Full Circle: Second Place
Sometimes, the best winners don’t win

No one could beat me. Not a boy. Not a girl. Not the 6 dogs that lived with Mrs. Finkelstein. I was the fastest kid on the block. Always. From the day I moved in at 3 years old, until the day I was 10. Then came Timmy Donegan.

He was a year older than me and, so he said, 7 steps faster. He talked about it often. To my face and behind my back. Then one day, I decided to shut him up for good. I agreed to race him. Telly pole to telly pole.

Going into it, I wasn’t worried at all. I had this extra gear. I would be running, and then, with 20 yards to go, I would just flap my elbow and take off. Boom.

We readied for the great race. It was a hot day, a day of sun, a day of sweat. Danny Sammin held up his hand and yelled, “Ready, set…” And then it happened. Timmy Donegan jumped the gun and kept running, like a bat out of Hellerman Street. I took off after him. I was catching him, I was catching him, and then it ended. He beat me by a nose.

I called him cheating cheater. Because he was. And when my father got home from work, his hat still in hand, I told him all about it. I was almost in tears.

“Don’t worry,” he said. “So you won the silver medal.”

I wasn’t happy. I hated second place.

Which brings us to the Olympics. The men’s 400 meter hurdles might have been the best race ever. Rai Benjamin, an American runner, broke the world record. But he finished second, after someone with an even better time, someone who beat him by a nose.

After the race, he was interviewed. “So you won a silver medal, what did you think about the race?” “I think I lost,” he said, his head down, his shoulders rounded.

Boy, do I know how he felt. I have won lots of medals and awards in my career. Mostly for investigative reporting. Local awards and national awards.

“Which one stands out the most?” I was once asked.

“The one I lost,” I said.

Let me tell you about The National Press Club in Washington, DC. It’s where the best journalists in the world meet. It’s where the President speaks. And years ago, out of all the stories in all the magazines in all the land, mine was nominated.

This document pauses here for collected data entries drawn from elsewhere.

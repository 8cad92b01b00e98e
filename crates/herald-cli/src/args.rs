use std::path::PathBuf;

use clap::{Args, Parser, Subcommand};

use herald_core::RunMetrics;
use herald_pipeline::{ClaudeCliRunnerConfig, FinalizeRequest, PipelinePaths, TriggerOptions};

fn parse_positive_u64(value: &str) -> Result<u64, String> {
    let parsed = value
        .parse::<u64>()
        .map_err(|error| format!("failed to parse integer: {error}"))?;
    if parsed == 0 {
        return Err("value must be greater than 0".to_string());
    }
    Ok(parsed)
}

#[derive(Debug, Parser)]
#[command(
    name = "herald",
    about = "CI-invoked pipeline that hands issue and merge request work to the Claude coding assistant",
    version
)]
pub struct Cli {
    #[arg(
        long,
        env = "HERALD_PROVIDER",
        help = "Platform override: github or gitlab. Detected from CI marker variables when unset."
    )]
    pub provider: Option<String>,

    #[arg(
        long,
        env = "TRIGGER_PHRASE",
        default_value = "@claude",
        help = "Phrase that triggers a run when found in the entity body or a comment. Pass an empty string to disable phrase matching."
    )]
    pub trigger_phrase: String,

    #[arg(
        long,
        env = "ASSIGNEE_TRIGGER",
        help = "Username whose assignment to the entity triggers a run. Checked only when phrase matching is disabled."
    )]
    pub assignee_trigger: Option<String>,

    #[arg(
        long,
        env = "BASE_BRANCH",
        help = "Base branch for issue working branches. Defaults to the repository default branch."
    )]
    pub base_branch: Option<String>,

    #[arg(
        long,
        env = "DIRECT_PROMPT",
        help = "Explicit instructions for the assistant; bypasses trigger detection entirely."
    )]
    pub direct_prompt: Option<String>,

    #[arg(
        long,
        env = "CLAUDE_ALLOWED_TOOLS",
        value_delimiter = ',',
        help = "Comma-separated tool allowlist forwarded to the assistant."
    )]
    pub allowed_tools: Vec<String>,

    #[arg(
        long,
        env = "HERALD_HANDOFF_FILE",
        default_value = ".herald/handoff.json",
        help = "Path of the JSON record the prepare stage writes and the finalize stage reads."
    )]
    pub handoff_file: PathBuf,

    #[arg(
        long,
        env = "HERALD_SCRATCH_DIR",
        default_value = ".herald",
        help = "Directory for run-scoped files such as the rendered task spec."
    )]
    pub scratch_dir: PathBuf,

    #[command(subcommand)]
    pub command: Command,
}

#[derive(Debug, Subcommand)]
pub enum Command {
    /// Resolve context, run the permission and trigger gates, create the
    /// tracking comment and working branch, and write the task spec plus
    /// handoff record.
    Prepare,
    /// Report the assistant run's outcome: clean up an empty working
    /// branch and move the tracking comment to its final state.
    Finalize(FinalizeArgs),
    /// Prepare, execute the assistant, and finalize in one process.
    Run(RunArgs),
}

#[derive(Debug, Args)]
pub struct FinalizeArgs {
    #[arg(
        long,
        env = "HERALD_RUN_FAILED",
        help = "Mark the assistant run as failed."
    )]
    pub failed: bool,

    #[arg(
        long,
        env = "HERALD_ERROR_MESSAGE",
        help = "Failure text for the tracking comment's error block."
    )]
    pub error_message: Option<String>,

    #[arg(
        long,
        help = "Wall-clock duration of the assistant run in milliseconds."
    )]
    pub duration_ms: Option<u64>,

    #[arg(long, help = "API time of the assistant run in milliseconds.")]
    pub api_duration_ms: Option<u64>,

    #[arg(long, help = "Cost of the assistant run in USD.")]
    pub cost_usd: Option<f64>,
}

impl FinalizeArgs {
    /// Collapses the flags into the finalize input. Metrics are reported
    /// only when a duration was given; the remaining metric flags refine
    /// it.
    pub fn to_request(&self) -> FinalizeRequest {
        let metrics = self.duration_ms.map(|duration_ms| RunMetrics {
            duration_ms,
            api_duration_ms: self.api_duration_ms,
            cost_usd: self.cost_usd,
        });
        FinalizeRequest {
            failed: self.failed,
            error_message: self.error_message.clone(),
            metrics,
        }
    }
}

#[derive(Debug, Args)]
pub struct RunArgs {
    #[arg(
        long,
        env = "CLAUDE_EXECUTABLE",
        default_value = "claude",
        help = "Assistant executable to invoke."
    )]
    pub claude_executable: String,

    #[arg(
        long,
        env = "CLAUDE_TIMEOUT_MS",
        default_value_t = 1_800_000,
        value_parser = parse_positive_u64,
        help = "Assistant run timeout in milliseconds."
    )]
    pub timeout_ms: u64,

    #[arg(
        long = "claude-arg",
        allow_hyphen_values = true,
        help = "Extra argument appended to the assistant invocation; repeatable."
    )]
    pub claude_args: Vec<String>,
}

impl RunArgs {
    pub fn runner_config(&self) -> ClaudeCliRunnerConfig {
        ClaudeCliRunnerConfig {
            executable: self.claude_executable.clone(),
            extra_args: self.claude_args.clone(),
            timeout_ms: self.timeout_ms,
        }
    }
}

impl Cli {
    /// Trigger knobs as the pipeline consumes them: blank strings mean
    /// "unset", so an operator can disable the default phrase by passing
    /// an empty value.
    pub fn trigger_options(&self) -> TriggerOptions {
        TriggerOptions {
            trigger_phrase: non_empty(&self.trigger_phrase),
            assignee_trigger: self.assignee_trigger.as_deref().and_then(non_empty),
            base_branch: self.base_branch.as_deref().and_then(non_empty),
            direct_prompt: self
                .direct_prompt
                .clone()
                .filter(|prompt| !prompt.trim().is_empty()),
            allowed_tools: self
                .allowed_tools
                .iter()
                .map(|tool| tool.trim().to_string())
                .filter(|tool| !tool.is_empty())
                .collect(),
        }
    }

    pub fn paths(&self) -> PipelinePaths {
        PipelinePaths {
            handoff_file: self.handoff_file.clone(),
            scratch_dir: self.scratch_dir.clone(),
        }
    }
}

fn non_empty(value: &str) -> Option<String> {
    let trimmed = value.trim();
    (!trimmed.is_empty()).then(|| trimmed.to_string())
}
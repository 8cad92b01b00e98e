//! Task-spec rendering: the markdown brief handed to the assistant.
//!
//! The brief carries everything the assistant needs without further API
//! access: repository and branch instructions, the normalized entity with
//! its discussion, and for merge requests the commit/file/review detail.
//! Written to the scratch directory so the runner invocation stays a
//! plain file handoff.

use std::path::{Path, PathBuf};

use herald_core::model::{BranchPlan, Comment, Issue, MergeRequest, RunData};
use herald_core::HeraldError;

use crate::context::RunContext;

pub const TASK_SPEC_FILE: &str = "task-spec.md";

/// Renders the complete task brief. `run_data` is absent only for
/// direct-prompt runs that target no entity.
pub fn render_task_spec(
    context: &RunContext,
    run_data: Option<&RunData>,
    plan: &BranchPlan,
    comment_id: Option<u64>,
) -> String {
    let mut out = String::new();
    let slug = context.repository.slug();

    match run_data.map(|data| &data.entity) {
        Some(entity) => {
            push_line(
                &mut out,
                &format!(
                    "# Coding task for {slug} {} #{}",
                    context.entity_label(),
                    entity.number()
                ),
            );
        }
        None => push_line(&mut out, &format!("# Coding task for {slug}")),
    }
    push_line(&mut out, "");
    push_line(
        &mut out,
        &format!("You are working in the repository `{slug}`."),
    );
    push_line(&mut out, "");

    push_line(&mut out, "## Branch instructions");
    push_line(&mut out, &format!("- Base branch: `{}`", plan.base_branch));
    push_line(
        &mut out,
        &format!("- Working branch: `{}`", plan.current_branch),
    );
    push_line(
        &mut out,
        &format!(
            "- Commit and push your changes to `{}`. Never push to `{}` directly.",
            plan.current_branch, plan.base_branch
        ),
    );
    push_line(&mut out, "");

    if let Some(comment_id) = comment_id {
        push_line(&mut out, "## Progress reporting");
        push_line(
            &mut out,
            &format!(
                "A status comment with id `{comment_id}` tracks this run. \
                 Post progress by updating that comment's body; do not open new comments."
            ),
        );
        push_line(&mut out, "");
    }

    push_line(&mut out, "## Request");
    match context.options.direct_prompt.as_deref() {
        Some(direct_prompt) => {
            push_line(&mut out, direct_prompt);
            push_line(&mut out, "");
        }
        None => {
            push_line(
                &mut out,
                &format!(
                    "Address the request described in the {} below.",
                    context.entity_label()
                ),
            );
            push_line(&mut out, "");
        }
    }

    match run_data.map(|data| &data.entity) {
        Some(herald_core::model::Entity::Issue(issue)) => render_issue(&mut out, issue),
        Some(herald_core::model::Entity::MergeRequest(merge_request)) => {
            render_merge_request(&mut out, merge_request, context.entity_label())
        }
        None => {}
    }

    out
}

fn render_issue(out: &mut String, issue: &Issue) {
    push_line(out, &format!("## Issue #{}: {}", issue.number, issue.title));
    push_line(
        out,
        &format!(
            "State: {} | opened by @{} on {}",
            issue.state.as_str(),
            issue.author.username,
            issue.created_at
        ),
    );
    push_line(out, "");
    if !issue.description.is_empty() {
        push_line(out, &issue.description);
        push_line(out, "");
    }
    render_discussion(out, &issue.comments);
}

fn render_merge_request(out: &mut String, merge_request: &MergeRequest, label: &str) {
    push_line(
        out,
        &format!(
            "## {} #{}: {}",
            capitalize(label),
            merge_request.number,
            merge_request.title
        ),
    );
    push_line(
        out,
        &format!(
            "State: {} | opened by @{} on {} | `{}` into `{}` at `{}`",
            merge_request.state.as_str(),
            merge_request.author.username,
            merge_request.created_at,
            merge_request.source_branch,
            merge_request.target_branch,
            merge_request.head_sha
        ),
    );
    push_line(
        out,
        &format!(
            "Diff size: +{} -{} across {} files",
            merge_request.additions,
            merge_request.deletions,
            merge_request.files.len()
        ),
    );
    push_line(out, "");
    if !merge_request.description.is_empty() {
        push_line(out, &merge_request.description);
        push_line(out, "");
    }

    if !merge_request.commits.is_empty() {
        push_line(out, "### Commits");
        for commit in &merge_request.commits {
            let subject = commit.message.lines().next().unwrap_or_default();
            push_line(
                out,
                &format!("- `{}` {} ({})", short_sha(&commit.sha), subject, commit.author.name),
            );
        }
        push_line(out, "");
    }

    if !merge_request.files.is_empty() {
        push_line(out, "### Changed files");
        for file in &merge_request.files {
            push_line(
                out,
                &format!(
                    "- `{}` ({}, +{} -{})",
                    file.path,
                    file.change_type.as_str(),
                    file.additions,
                    file.deletions
                ),
            );
        }
        push_line(out, "");
    }

    if !merge_request.reviews.is_empty() {
        push_line(out, "### Reviews");
        for review in &merge_request.reviews {
            push_line(
                out,
                &format!("- @{} ({}): {}", review.author.username, review.state, review.body),
            );
            for comment in &review.comments {
                let line = comment
                    .line
                    .map(|line| format!(":{line}"))
                    .unwrap_or_default();
                push_line(
                    out,
                    &format!("  - `{}{}` {}", comment.path, line, comment.body),
                );
            }
        }
        push_line(out, "");
    }

    render_discussion(out, &merge_request.comments);
}

fn render_discussion(out: &mut String, comments: &[Comment]) {
    if comments.is_empty() {
        return;
    }
    push_line(out, "### Discussion");
    for comment in comments {
        push_line(
            out,
            &format!(
                "- @{} ({}): {}",
                comment.author.username,
                comment.created_at,
                single_line(&comment.body)
            ),
        );
    }
    push_line(out, "");
}

/// Writes the rendered task spec into the scratch directory and returns
/// its path.
pub fn write_task_spec(scratch_dir: &Path, content: &str) -> Result<PathBuf, HeraldError> {
    std::fs::create_dir_all(scratch_dir).map_err(|error| {
        HeraldError::Handoff(format!(
            "failed to create scratch directory {}: {error}",
            scratch_dir.display()
        ))
    })?;
    let path = scratch_dir.join(TASK_SPEC_FILE);
    std::fs::write(&path, content).map_err(|error| {
        HeraldError::Handoff(format!(
            "failed to write task spec {}: {error}",
            path.display()
        ))
    })?;
    Ok(path)
}

fn push_line(out: &mut String, line: &str) {
    out.push_str(line);
    out.push('\n');
}

fn single_line(text: &str) -> String {
    text.split_whitespace().collect::<Vec<_>>().join(" ")
}

fn short_sha(sha: &str) -> &str {
    if sha.len() > 8 {
        &sha[..8]
    } else {
        sha
    }
}

fn capitalize(text: &str) -> String {
    let mut chars = text.chars();
    match chars.next() {
        Some(first) => first.to_uppercase().collect::<String>() + chars.as_str(),
        None => String::new(),
    }
}
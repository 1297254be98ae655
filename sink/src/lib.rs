//! The sender's interface to the unreliable datagram substrate.
//!
//! Socket creation, interface/NLA resolution and IP/UDP framing are explicit
//! non-goals of the sender core: this crate only names the seam between the
//! protocol engine and whatever actually puts bytes on the wire (a UDP
//! socket, an IP multicast socket, a test double).
#![deny(missing_docs)]
#![deny(warnings)]
use std::collections::VecDeque;
use std::io::Result;
use std::sync::{Arc, Mutex};

/// A destination the sender can write complete PGM TPDUs to.
///
/// Implementations are expected to be cheap to clone (an `Arc` around a
/// socket handle) since the transport hands a clone to the timer thread as
/// well as to application threads.
pub trait DatagramSink: Send + Sync {
    /// Writes one complete TPDU. Must not partially write: either the whole
    /// buffer reaches the substrate or an error is returned.
    fn send(&self, tpdu: &[u8]) -> Result<()>;
}

impl<T: DatagramSink + ?Sized> DatagramSink for Arc<T> {
    fn send(&self, tpdu: &[u8]) -> Result<()> {
        (**self).send(tpdu)
    }
}

/// An in-memory sink that records every TPDU handed to it, in order.
///
/// Used by `pgm-send`'s tests in place of a real multicast socket.
#[derive(Clone, Default)]
pub struct LoopbackSink(Arc<Mutex<VecDeque<Vec<u8>>>>);

impl LoopbackSink {
    /// Pops the oldest recorded TPDU, if any.
    pub fn pop(&self) -> Option<Vec<u8>> {
        self.0.lock().unwrap().pop_front()
    }

    /// Number of TPDUs currently queued.
    pub fn len(&self) -> usize {
        self.0.lock().unwrap().len()
    }

    /// Whether no TPDU has been recorded (and not yet popped).
    pub fn is_empty(&self) -> bool {
        self.len() == 0
    }

    /// Drains every recorded TPDU in send order.
    pub fn drain(&self) -> Vec<Vec<u8>> {
        self.0.lock().unwrap().drain(..).collect()
    }
}

impl DatagramSink for LoopbackSink {
    fn send(&self, tpdu: &[u8]) -> Result<()> {
        self.0.lock().unwrap().push_back(tpdu.to_vec());
        Ok(())
    }
}

/// A sink that drops or duplicates writes with a fixed probability.
///
/// The `px` parameter is the probability that a write reaches the inner
/// sink at all; `pq` is the probability that, independently, the write is
/// also duplicated. `px=1.0, pq=0.0` is a perfectly reliable sink;
/// `px=0.0, pq=0.0` simulates a full partition.
pub struct LossySink<S> {
    inner: S,
    px: f64,
    pq: f64,
}

impl<S: DatagramSink> LossySink<S> {
    /// Creates a new lossy sink wrapping `inner`.
    pub fn new(inner: S, px: f64, pq: f64) -> Self {
        assert!((0.0..=1.0).contains(&px));
        assert!((0.0..=1.0).contains(&pq));
        Self { inner, px, pq }
    }
}

impl<S: DatagramSink> DatagramSink for LossySink<S> {
    fn send(&self, tpdu: &[u8]) -> Result<()> {
        use rand::Rng;
        let fate: f64 = rand::thread_rng().gen();
        if fate < self.px {
            self.inner.send(tpdu)?;
            if fate < self.pq {
                self.inner.send(tpdu)?;
            }
        }
        Ok(())
    }
}

#[cfg(test)]
mod tests {
    use super::*;

    #[test]
    fn loopback_records_in_order() {
        let sink = LoopbackSink::default();
        sink.send(b"one").unwrap();
        sink.send(b"two").unwrap();
        assert_eq!(sink.pop().unwrap(), b"one");
        assert_eq!(sink.pop().unwrap(), b"two");
        assert!(sink.pop().is_none());
    }

    #[test]
    fn lossy_sink_reliable() {
        let inner = LoopbackSink::default();
        let lossy = LossySink::new(inner.clone(), 1.0, 0.0);
        lossy.send(b"ping").unwrap();
        assert_eq!(inner.drain(), vec![b"ping".to_vec()]);
    }

    #[test]
    fn lossy_sink_partition() {
        let inner = LoopbackSink::default();
        let lossy = LossySink::new(inner.clone(), 0.0, 0.0);
        lossy.send(b"ping").unwrap();
        assert!(inner.is_empty());
    }
}
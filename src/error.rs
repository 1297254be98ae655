//! Error taxonomy returned to applications and to internal callers.
use std::fmt;

/// Errors a [`crate::Transport`] can return.
///
/// Per spec.md §7, codec and NAK-validation errors never reach here — they
/// are counted and dropped inside the NAK/receive path. Only configuration,
/// closed-transport, and argument errors surface synchronously.
#[derive(Debug, thiserror::Error, Eq, PartialEq)]
pub enum PgmError {
    /// An argument or transport precondition was violated.
    #[error("invalid argument or state: {0}")]
    Invalid(String),
    /// A configuration setter was called after `bind()`.
    #[error("configuration cannot change after bind")]
    AlreadyBound,
    /// The transport has been closed.
    #[error("transport is closed")]
    Closed,
    /// The APDU exceeds the window's total addressable capacity.
    #[error("APDU of {len} bytes exceeds the window's capacity")]
    Oversize {
        /// The APDU length that was rejected.
        len: usize,
    },
    /// The rate controller rejected the send (errno=AGAIN equivalent).
    #[error("rate limited")]
    RateLimited,
    /// The underlying write primitive would block and DONTWAIT was set.
    #[error("would block")]
    WouldBlock,
    /// A sequence was requested that is no longer inside the transmit window.
    #[error("sequence {sqn} is out of window [{trail}, {lead}]")]
    OutOfWindow {
        /// The requested sequence.
        sqn: u32,
        /// Current window trail.
        trail: u32,
        /// Current window lead.
        lead: u32,
    },
}

/// `errno`-equivalent classification for [`PgmError`], per spec.md §6's
/// return-semantics table.
#[derive(Debug, Clone, Copy, Eq, PartialEq)]
pub enum Errno {
    /// `EAGAIN`
    Again,
    /// `ECONNRESET`
    ConnReset,
    /// `EINVAL`
    Inval,
    /// `EMSGSIZE`
    MsgSize,
}

impl fmt::Display for Errno {
    fn fmt(&self, f: &mut fmt::Formatter<'_>) -> fmt::Result {
        let s = match self {
            Errno::Again => "EAGAIN",
            Errno::ConnReset => "ECONNRESET",
            Errno::Inval => "EINVAL",
            Errno::MsgSize => "EMSGSIZE",
        };
        f.write_str(s)
    }
}

impl PgmError {
    /// Maps this error onto the `errno` spec.md §6 assigns it, where one
    /// applies (`OutOfWindow` and `AlreadyBound` are internal/never surface
    /// with an application-facing errno and return `None`).
    pub fn errno(&self) -> Option<Errno> {
        match self {
            PgmError::RateLimited => Some(Errno::Again),
            PgmError::Closed => Some(Errno::ConnReset),
            PgmError::Invalid(_) => Some(Errno::Inval),
            PgmError::Oversize { .. } => Some(Errno::MsgSize),
            PgmError::WouldBlock | PgmError::OutOfWindow { .. } | PgmError::AlreadyBound => None,
        }
    }
}
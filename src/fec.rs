//! Parity packet synthesis: the sender-side integration between the
//! transmit window's packet records and the raw `pgm-fec` RS math
//! (spec.md §4.7).
use std::sync::Arc;

use byteorder::{BigEndian, ByteOrder};
use pgm_codec::{Fragment, ParityFields};
use pgm_fec::ParityEncoder;

use crate::txw::Record;

/// A synthesized parity TSDU plus the packet fields it was built with.
pub struct SynthesizedParity {
    /// The RS-combined TSDU bytes (padding/trailer already applied).
    pub tsdu: Vec<u8>,
    /// The `ParityFields` to encode alongside it.
    pub fields: ParityFields,
}

/// Gathers the `k` original records of one transmission group and produces
/// the `h`-th parity packet.
///
/// `data_sqn` is the transmission-group base sequence ORed with `h`, and
/// `data_trail` is the window's current trail, both per spec.md §4.7/§4.4.
pub fn synthesize(
    originals: &[Arc<Record>],
    encoder: &ParityEncoder,
    h: u32,
    data_sqn: u32,
    data_trail: u32,
) -> SynthesizedParity {
    let tsdu_lens: Vec<usize> = originals
        .iter()
        .map(|r| {
            let buf = r.buf.lock().unwrap();
            buf.len() - r.tsdu_offset
        })
        .collect();
    let max_len = tsdu_lens.iter().copied().max().unwrap_or(0);
    let var_pktlen = tsdu_lens.iter().any(|&l| l != max_len);

    let shard_len = if var_pktlen { max_len + 2 } else { max_len };
    let mut source_shards: Vec<Vec<u8>> = Vec::with_capacity(originals.len());

    // Builds a zero-padded, trailer-appended shard in a scratch buffer for
    // RS input; `record.buf` itself is only ever read here, never resized
    // or extended, so a later selective retransmission of the same record
    // still sends exactly the original ODATA's wire bytes.
    for (record, &true_len) in originals.iter().zip(tsdu_lens.iter()) {
        let buf = record.buf.lock().unwrap();
        let tsdu_offset = record.tsdu_offset;

        let mut shard = vec![0u8; shard_len];
        shard[..true_len].copy_from_slice(&buf[tsdu_offset..tsdu_offset + true_len]);
        if var_pktlen {
            BigEndian::write_u16(&mut shard[max_len..max_len + 2], true_len as u16);
        }
        source_shards.push(shard);
    }

    let refs: Vec<&[u8]> = source_shards.iter().map(|s| s.as_slice()).collect();
    let parity_shards = encoder
        .encode(&refs)
        .expect("transmission group shard count must match the configured encoder");
    let tsdu = parity_shards[h as usize].clone();

    let fragment = combine_fragments(originals, encoder, h);

    SynthesizedParity {
        tsdu,
        fields: ParityFields {
            data_sqn,
            data_trail,
            h,
            var_pktlen,
            fragment,
        },
    }
}

/// RS-combines the originals' `OPT_FRAGMENT` payloads (zero-filled for
/// originals that had none) and returns the combined fragment for parity
/// index `h`, if any original in the group actually carried one.
///
/// Decoding this combined value back into a per-original fragment is
/// receiver-side work and out of scope here (spec.md §1 Non-goals).
fn combine_fragments(originals: &[Arc<Record>], encoder: &ParityEncoder, h: u32) -> Option<Fragment> {
    if !originals.iter().any(|r| r.fragment.is_some()) {
        return None;
    }

    let shards: Vec<[u8; 12]> = originals
        .iter()
        .map(|r| match r.fragment {
            Some(f) => {
                let mut b = [0u8; 12];
                BigEndian::write_u32(&mut b[0..4], f.opt_sqn);
                BigEndian::write_u32(&mut b[4..8], f.opt_frag_off);
                BigEndian::write_u32(&mut b[8..12], f.opt_frag_len);
                b
            }
            None => [0u8; 12],
        })
        .collect();

    let refs: Vec<&[u8]> = shards.iter().map(|s| s.as_slice()).collect();
    let parity = encoder.encode(&refs).expect("fragment shard count must match the configured encoder");
    let combined = &parity[h as usize];
    Some(Fragment {
        opt_sqn: BigEndian::read_u32(&combined[0..4]),
        opt_frag_off: BigEndian::read_u32(&combined[4..8]),
        opt_frag_len: BigEndian::read_u32(&combined[8..12]),
    })
}

#[cfg(test)]
mod tests {
    use super::*;
    use std::sync::Mutex;
    use std::time::Instant;

    fn record(tsdu: &[u8]) -> Arc<Record> {
        Arc::new(Record {
            sqn: 0,
            first_sent: Instant::now(),
            buf: Mutex::new(tsdu.to_vec()),
            data_trail_offset: 0,
            tsdu_offset: 0,
            fragment: None,
            tsdu_partial: 0,
        })
    }

    #[test]
    fn equal_length_group_skips_var_pktlen() {
        let encoder = ParityEncoder::new(2, 1).unwrap();
        let originals = vec![record(b"aaaa"), record(b"bbbb")];
        let synth = synthesize(&originals, &encoder, 0, 10, 0);
        assert!(!synth.fields.var_pktlen);
        assert_eq!(synth.tsdu.len(), 4);
    }

    #[test]
    fn mismatched_lengths_pad_and_set_var_pktlen() {
        let encoder = ParityEncoder::new(2, 1).unwrap();
        let originals = vec![record(b"aaaa"), record(b"bb")];
        let synth = synthesize(&originals, &encoder, 0, 10, 0);
        assert!(synth.fields.var_pktlen);
        assert_eq!(synth.tsdu.len(), 4 + 2);
    }

    #[test]
    fn synthesis_never_mutates_the_source_record() {
        let encoder = ParityEncoder::new(2, 1).unwrap();
        let originals = vec![record(b"aaaa"), record(b"bb")];
        let _ = synthesize(&originals, &encoder, 0, 10, 0);
        assert_eq!(originals[0].buf.lock().unwrap().as_slice(), b"aaaa");
        assert_eq!(originals[1].buf.lock().unwrap().as_slice(), b"bb");
    }

    #[test]
    fn padding_is_idempotent_across_repeated_synthesis() {
        let encoder = ParityEncoder::new(2, 1).unwrap();
        let originals = vec![record(b"aaaa"), record(b"bb")];
        let first = synthesize(&originals, &encoder, 0, 10, 0);
        let second = synthesize(&originals, &encoder, 0, 10, 0);
        assert_eq!(first.tsdu, second.tsdu);
    }
}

When my category came up, I couldn’t wait to hear my name called. It was a great story. It saved some lives. I already knew what I was going to say when I got up to the podium.

They opened the envelope. I put my hands on the arms of my chair and started pushing to stand. “And the winner is Edmund Fitzgerald of Newsweek.”

“What?!” I fell back in my chair. I slammed the table in anger.

After the ceremony, one of the judges came over to me. “I understand why you’re upset,” he said. “There was a lot of arguing in the judges’ room. I thought your story was great. Much more important. But you lost by one vote. They went for the big national magazine instead of you.”

He presented me with a beautiful second place certificate. “This is quite an honor,” he said.

That certificate sat on the floor of my office for 30 years. I never hung it up. To me, it was a loss. But then Allyson Felix stepped up. She had become America’s sweetheart. She had run in every Olympics since 2004. Her best event was the women’s 400 meters.

This year, she ran it for the last time, and she finished third. She was asked if she was disappointed in only winning a bronze medal.

“No,” she said, “I’m happy to know I tried my best, with character and integrity. And that’s the prize I will cherish.”

Such great wisdom. I knew what I had to do. I picked up my National Press Club certificate and proudly hung it on the wall.